In un lunedì di metà luglio, mentre Milano vive il consueto mix di uffici semi-vuoti, partenze per le vacanze e serate all’aperto, il dibattito sull’intelligenza artificiale entra nel cuore dell’economia reale: chi controlla la capacità di calcolo controlla, in larga parte, la velocità con cui aziende, pubbliche amministrazioni e startup possono innovare.

È da questa premessa che prende forma la proposta rilanciata da Renato Brunetta e Mario Cerra: trattare la potenza di calcolo come una sorta di utility pubblica europea, un’infrastruttura strategica da garantire con regole comuni, accesso più equo e una governance condivisa. L’idea è ambiziosa e parla direttamente a una città come Milano, dove l’ecosistema digitale cresce tra imprese, università, centri di ricerca e servizi avanzati, ma deve fare i conti con costi elevati, competizione globale e dipendenza da piattaforme extraeuropee.

Il punto non è solo tecnologico, ma industriale. Se l’AI accelera la produttività, il rischio è che i benefici si concentrino nei soggetti più grandi e già attrezzati, lasciando indietro le realtà più piccole. Per questo nella proposta entrano anche elementi contrattuali e redistributivi: l’obiettivo è ragionare su strumenti che permettano di distribuire una parte dei guadagni di produttività generati dall’intelligenza artificiale, evitando che il salto di efficienza si traduca soltanto in maggiore concentrazione dei profitti.

Per il tessuto economico milanese il tema è tutt’altro che astratto. Nel capoluogo lombardo molte imprese stanno sperimentando applicazioni di AI nei servizi, nella logistica, nel design, nella finanza e nella manifattura avanzata. Ma la vera differenza, nei prossimi anni, potrebbe farla l’accesso a infrastrutture di calcolo affidabili e sostenibili, soprattutto per chi non dispone di risorse sufficienti per acquistare o affittare capacità computazionale su scala globale.

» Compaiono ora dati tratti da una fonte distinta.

//! Cursors: the query pipeline after candidate documents have been
//! gathered — match filter, sort, skip/limit, projection, run as staged
//! steps over the candidate set.

use crate::error::{Result, StoreError};
use crate::match_query::Query;
use crate::value::{get_dot_value, StrCmp, Value};
use indexmap::IndexMap;
use std::cmp::Ordering;

#[derive(Clone, Copy, PartialEq, Eq)]
enum ProjectionMode {
    Inclusion,
    Exclusion,
}

/// A field-name -> 1/0 projection spec, plus the `_id` special case: it
/// defaults to included and may be explicitly excluded in either mode
/// without being treated as a mode conflict.
pub struct Projection {
    mode: ProjectionMode,
    fields: Vec<String>,
    exclude_id: bool,
}

impl Projection {
    /// Build from a `{field: 1 | 0, ...}` spec. Errors if non-`_id` fields
    /// mix inclusion and exclusion.
    pub fn parse(spec: &Value) -> Result<Self> {
        let Value::Object(map) = spec else {
            return Err(StoreError::InconsistentProjection(
                "projection must be an object".into(),
            ));
        };
        let mut mode: Option<ProjectionMode> = None;
        let mut fields = Vec::new();
        let mut exclude_id = false;
        for (key, val) in map {
            let include = !matches!(val, Value::Number(n) if *n == 0.0) && !matches!(val, Value::Bool(false));
            if key == "_id" {
                if !include {
                    exclude_id = true;
                }
                continue;
            }
            let this_mode = if include {
                ProjectionMode::Inclusion
            } else {
                ProjectionMode::Exclusion
            };
            match mode {
                None => mode = Some(this_mode),
                Some(m) if m == this_mode => {}
                Some(_) => {
                    return Err(StoreError::InconsistentProjection(format!(
                        "cannot mix inclusion and exclusion in projection (at field {key})"
                    )))
                }
            }
            fields.push(key.clone());
        }
        Ok(Projection {
            mode: mode.unwrap_or(ProjectionMode::Exclusion),
            fields,
            exclude_id,
        })
    }

    pub fn apply(&self, doc: &Value) -> Value {
        let mut out = IndexMap::new();
        match self.mode {
            ProjectionMode::Inclusion => {
                if !self.exclude_id {
                    let id = get_dot_value(doc, "_id");
                    if !id.is_undefined() {
                        out.insert("_id".to_string(), id);
                    }
                }
                for field in &self.fields {
                    let v = get_dot_value(doc, field);
                    if !v.is_undefined() {
                        out.insert(field.clone(), v);
                    }
                }
            }
            ProjectionMode::Exclusion => {
                let Value::Object(src) = doc else {
                    return doc.clone();
                };
                for (k, v) in src {
                    if k == "_id" {
                        if !self.exclude_id {
                            out.insert(k.clone(), v.clone());
                        }
                        continue;
                    }
                    if !self.fields.contains(k) {
                        out.insert(k.clone(), v.clone());
                    }
                }
            }
        }
        Value::Object(out)
    }
}

#[derive(Clone, Copy)]
pub enum SortDirection {
    Ascending,
    Descending,
}

pub struct SortKey {
    pub field: String,
    pub direction: SortDirection,
}

/// A post-filter cursor over already-gathered candidate documents.
pub struct Cursor<'a> {
    candidates: Vec<Value>,
    query: Query,
    sort: Option<Vec<SortKey>>,
    skip: usize,
    limit: Option<usize>,
    projection: Option<Projection>,
    str_cmp: StrCmp<'a>,
}

const DEFAULT_STR_CMP: fn(&str, &str) -> Ordering = |a, b| a.cmp(b);

impl<'a> Cursor<'a> {
    pub fn new(candidates: Vec<Value>, query: Query) -> Self {
        Cursor {
            candidates,
            query,
            sort: None,
            skip: 0,
            limit: None,
            projection: None,
            str_cmp: &DEFAULT_STR_CMP,
        }
    }

    pub fn with_str_cmp(mut self, cmp: StrCmp<'a>) -> Self {
        self.str_cmp = cmp;
        self
    }

    pub fn sort(mut self, keys: Vec<SortKey>) -> Self {
        self.sort = Some(keys);
        self
    }

    pub fn skip(mut self, n: usize) -> Self {
        self.skip = n;
        self
    }

    pub fn limit(mut self, n: usize) -> Self {
        self.limit = Some(n);
        self
    }

    pub fn project(mut self, spec: &Value) -> Result<Self> {
        self.projection = Some(Projection::parse(spec)?);
        Ok(self)
    }

    /// Run the pipeline: match filter, sort, skip/limit, projection.
    pub fn exec(self) -> Result<Vec<Value>> {
        let mut matched: Vec<Value> = self
            .candidates
            .into_iter()
            .filter(|doc| self.query.matches(doc))
            .collect();

        if let Some(keys) = &self.sort {
            matched.sort_by(|a, b| {
                for key in keys {
                    let va = get_dot_value(a, &key.field);
                    let vb = get_dot_value(b, &key.field);
                    let c = va.cmp_with(&vb, self.str_cmp);
                    let c = match key.direction {
                        SortDirection::Ascending => c,
                        SortDirection::Descending => c.reverse(),
                    };
                    if c != Ordering::Equal {
                        return c;
                    }
                }
                Ordering::Equal
            });
        }

        let skipped: Vec<Value> = matched.into_iter().skip(self.skip).collect();
        let limited: Vec<Value> = match self.limit {
            Some(n) => skipped.into_iter().take(n).collect(),
            None => skipped,
        };

        match &self.projection {
            Some(proj) => Ok(limited.iter().map(|d| proj.apply(d)).collect()),
            None => Ok(limited),
        }
    }
}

In questo quadro si inserisce anche il richiamo a un organismo europeo sul modello di grandi istituzioni scientifiche continentali. L’idea è costruire una struttura capace di coordinare investimenti, standard e accesso ai sistemi di calcolo, così da non lasciare l’Europa soltanto nel ruolo di utilizzatore finale delle tecnologie sviluppate altrove. È un passaggio rilevante anche per Milano, che punta a rafforzarsi come snodo dell’innovazione ma ha bisogno di una cornice europea solida per competere su ricerca e sviluppo.

Il nodo della sostenibilità non è secondario. I data center e i carichi di lavoro dell’AI richiedono energia, raffreddamento e reti efficienti. In piena estate, con i consumi che cambiano e la domanda di soluzioni più green sempre più evidente, il tema della potenza di calcolo si intreccia con quello della transizione energetica. Un’infrastruttura pubblica europea, nelle intenzioni dei promotori, dovrebbe anche puntare su efficienza e pianificazione, invece di moltiplicare strutture frammentate e ad alto impatto.

Per Milano, che guarda alla seconda metà dell’anno tra rilancio produttivo e nuovi investimenti, la discussione può diventare concreta in fretta. Le imprese cercano certezze su costi, accesso ai dati, regole e competenze. Se l’AI sarà davvero una leva di competitività, la partita non si giocherà solo sui modelli linguistici o sulle applicazioni più visibili, ma sulle infrastrutture che li rendono possibili. Ed è proprio qui che la proposta Brunetta-Cerra prova a spostare il baricentro: meno frammentazione, più coordinamento europeo, più capacità di trasformare l’innovazione in valore diffuso.